START Dataset content

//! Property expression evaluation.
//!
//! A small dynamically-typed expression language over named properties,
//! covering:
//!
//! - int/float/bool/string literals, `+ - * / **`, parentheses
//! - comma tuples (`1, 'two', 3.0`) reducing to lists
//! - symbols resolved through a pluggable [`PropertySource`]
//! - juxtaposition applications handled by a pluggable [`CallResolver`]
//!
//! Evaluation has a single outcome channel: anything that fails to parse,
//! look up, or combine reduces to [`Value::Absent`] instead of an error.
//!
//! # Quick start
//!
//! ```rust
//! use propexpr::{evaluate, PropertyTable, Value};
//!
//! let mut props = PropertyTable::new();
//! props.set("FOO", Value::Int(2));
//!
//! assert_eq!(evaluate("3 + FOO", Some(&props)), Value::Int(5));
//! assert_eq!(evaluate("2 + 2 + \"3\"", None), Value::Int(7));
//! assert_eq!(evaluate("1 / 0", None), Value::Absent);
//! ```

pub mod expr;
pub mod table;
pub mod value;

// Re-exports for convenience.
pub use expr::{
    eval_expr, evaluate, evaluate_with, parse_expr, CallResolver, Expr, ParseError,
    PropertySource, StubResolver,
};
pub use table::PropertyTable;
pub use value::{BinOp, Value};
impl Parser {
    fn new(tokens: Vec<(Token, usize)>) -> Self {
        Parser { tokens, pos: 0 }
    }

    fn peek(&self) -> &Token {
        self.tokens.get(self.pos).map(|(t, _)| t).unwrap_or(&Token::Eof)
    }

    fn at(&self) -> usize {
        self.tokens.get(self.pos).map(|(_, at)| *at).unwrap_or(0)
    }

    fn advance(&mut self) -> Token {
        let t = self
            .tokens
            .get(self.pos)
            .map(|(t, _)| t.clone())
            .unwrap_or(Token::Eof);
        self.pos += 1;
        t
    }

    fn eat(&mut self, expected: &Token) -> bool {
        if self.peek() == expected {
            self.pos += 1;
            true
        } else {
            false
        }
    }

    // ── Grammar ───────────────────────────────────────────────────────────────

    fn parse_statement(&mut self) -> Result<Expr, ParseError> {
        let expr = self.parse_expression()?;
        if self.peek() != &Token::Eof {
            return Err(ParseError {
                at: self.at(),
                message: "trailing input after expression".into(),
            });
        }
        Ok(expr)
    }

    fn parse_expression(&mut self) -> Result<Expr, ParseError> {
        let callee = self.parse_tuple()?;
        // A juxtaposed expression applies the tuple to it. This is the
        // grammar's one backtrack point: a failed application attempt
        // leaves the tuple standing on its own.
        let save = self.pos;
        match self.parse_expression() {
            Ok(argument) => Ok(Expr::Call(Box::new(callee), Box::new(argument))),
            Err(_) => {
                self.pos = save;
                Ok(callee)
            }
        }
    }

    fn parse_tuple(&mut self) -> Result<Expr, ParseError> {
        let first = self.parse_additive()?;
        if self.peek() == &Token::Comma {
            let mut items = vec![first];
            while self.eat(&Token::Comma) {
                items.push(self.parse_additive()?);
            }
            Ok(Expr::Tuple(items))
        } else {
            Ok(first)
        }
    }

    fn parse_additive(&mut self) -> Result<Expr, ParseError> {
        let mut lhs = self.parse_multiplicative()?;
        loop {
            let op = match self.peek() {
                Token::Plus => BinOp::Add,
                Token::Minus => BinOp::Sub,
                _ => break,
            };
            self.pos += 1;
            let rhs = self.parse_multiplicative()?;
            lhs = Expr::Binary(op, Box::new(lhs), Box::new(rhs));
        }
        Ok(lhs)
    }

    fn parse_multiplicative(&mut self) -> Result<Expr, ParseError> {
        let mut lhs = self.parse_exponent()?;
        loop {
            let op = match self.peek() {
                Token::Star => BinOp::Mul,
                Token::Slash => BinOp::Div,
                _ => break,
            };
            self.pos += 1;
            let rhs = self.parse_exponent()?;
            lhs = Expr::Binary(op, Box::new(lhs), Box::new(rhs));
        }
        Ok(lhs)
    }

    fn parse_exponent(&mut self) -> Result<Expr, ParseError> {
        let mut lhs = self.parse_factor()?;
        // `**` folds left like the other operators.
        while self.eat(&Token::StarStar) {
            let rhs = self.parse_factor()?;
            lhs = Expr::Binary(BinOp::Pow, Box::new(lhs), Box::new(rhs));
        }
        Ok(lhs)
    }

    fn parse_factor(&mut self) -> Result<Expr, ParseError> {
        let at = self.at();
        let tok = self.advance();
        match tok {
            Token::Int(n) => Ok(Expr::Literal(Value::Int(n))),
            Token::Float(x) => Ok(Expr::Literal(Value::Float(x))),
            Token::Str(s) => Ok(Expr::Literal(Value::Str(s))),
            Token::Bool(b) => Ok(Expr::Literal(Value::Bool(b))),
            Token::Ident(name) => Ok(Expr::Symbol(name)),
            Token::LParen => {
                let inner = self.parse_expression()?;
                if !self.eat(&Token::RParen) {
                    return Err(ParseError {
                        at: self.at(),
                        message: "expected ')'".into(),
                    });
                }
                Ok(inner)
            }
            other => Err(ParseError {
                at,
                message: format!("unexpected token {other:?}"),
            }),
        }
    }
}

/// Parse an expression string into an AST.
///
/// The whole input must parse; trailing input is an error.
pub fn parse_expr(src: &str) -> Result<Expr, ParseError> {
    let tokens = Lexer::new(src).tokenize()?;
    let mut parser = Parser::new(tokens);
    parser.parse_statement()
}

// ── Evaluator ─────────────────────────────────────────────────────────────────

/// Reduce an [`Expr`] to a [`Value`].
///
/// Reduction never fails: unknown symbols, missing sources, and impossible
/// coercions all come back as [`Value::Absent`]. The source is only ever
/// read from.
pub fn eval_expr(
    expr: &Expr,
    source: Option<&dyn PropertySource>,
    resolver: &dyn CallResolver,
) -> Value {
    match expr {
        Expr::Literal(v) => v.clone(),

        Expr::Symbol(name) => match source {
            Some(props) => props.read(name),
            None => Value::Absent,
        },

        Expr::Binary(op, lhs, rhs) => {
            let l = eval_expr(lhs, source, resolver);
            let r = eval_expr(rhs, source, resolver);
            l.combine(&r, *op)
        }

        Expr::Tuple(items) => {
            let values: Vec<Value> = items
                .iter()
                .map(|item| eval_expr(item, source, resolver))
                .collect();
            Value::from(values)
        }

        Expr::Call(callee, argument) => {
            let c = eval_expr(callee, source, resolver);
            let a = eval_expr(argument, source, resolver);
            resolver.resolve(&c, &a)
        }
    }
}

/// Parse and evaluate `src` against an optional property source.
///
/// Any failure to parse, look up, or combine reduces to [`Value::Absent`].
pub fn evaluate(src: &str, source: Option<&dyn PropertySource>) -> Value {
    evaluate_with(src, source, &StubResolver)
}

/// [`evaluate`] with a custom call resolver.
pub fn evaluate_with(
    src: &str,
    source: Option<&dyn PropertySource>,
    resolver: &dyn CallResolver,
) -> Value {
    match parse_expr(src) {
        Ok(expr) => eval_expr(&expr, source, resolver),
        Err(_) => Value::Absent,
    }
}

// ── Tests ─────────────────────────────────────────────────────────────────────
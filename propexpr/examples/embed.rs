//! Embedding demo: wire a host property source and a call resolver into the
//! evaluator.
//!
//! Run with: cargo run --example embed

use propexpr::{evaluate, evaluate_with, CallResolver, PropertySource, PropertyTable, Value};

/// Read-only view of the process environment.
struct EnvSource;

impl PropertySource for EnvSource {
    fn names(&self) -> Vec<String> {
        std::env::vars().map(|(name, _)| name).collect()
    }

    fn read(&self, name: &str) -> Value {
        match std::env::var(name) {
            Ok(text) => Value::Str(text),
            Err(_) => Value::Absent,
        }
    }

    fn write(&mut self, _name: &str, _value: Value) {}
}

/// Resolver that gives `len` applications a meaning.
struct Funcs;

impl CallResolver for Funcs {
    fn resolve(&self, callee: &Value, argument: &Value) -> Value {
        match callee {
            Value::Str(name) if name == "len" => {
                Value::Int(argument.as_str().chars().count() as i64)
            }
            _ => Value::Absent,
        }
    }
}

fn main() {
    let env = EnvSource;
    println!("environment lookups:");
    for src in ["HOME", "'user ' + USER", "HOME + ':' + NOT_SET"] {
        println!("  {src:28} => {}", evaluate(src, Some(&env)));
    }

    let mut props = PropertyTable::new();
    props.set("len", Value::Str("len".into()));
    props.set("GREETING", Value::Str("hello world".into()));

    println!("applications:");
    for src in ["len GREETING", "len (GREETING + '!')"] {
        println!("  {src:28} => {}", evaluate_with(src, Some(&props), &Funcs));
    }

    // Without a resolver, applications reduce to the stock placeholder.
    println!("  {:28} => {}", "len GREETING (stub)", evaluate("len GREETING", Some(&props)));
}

END Dataset content

Where a line in the records above contains the word "collect", copy that line.

- **Expected answer**:
                .collect();
        std::env::vars().map(|(name, _)| name).collect()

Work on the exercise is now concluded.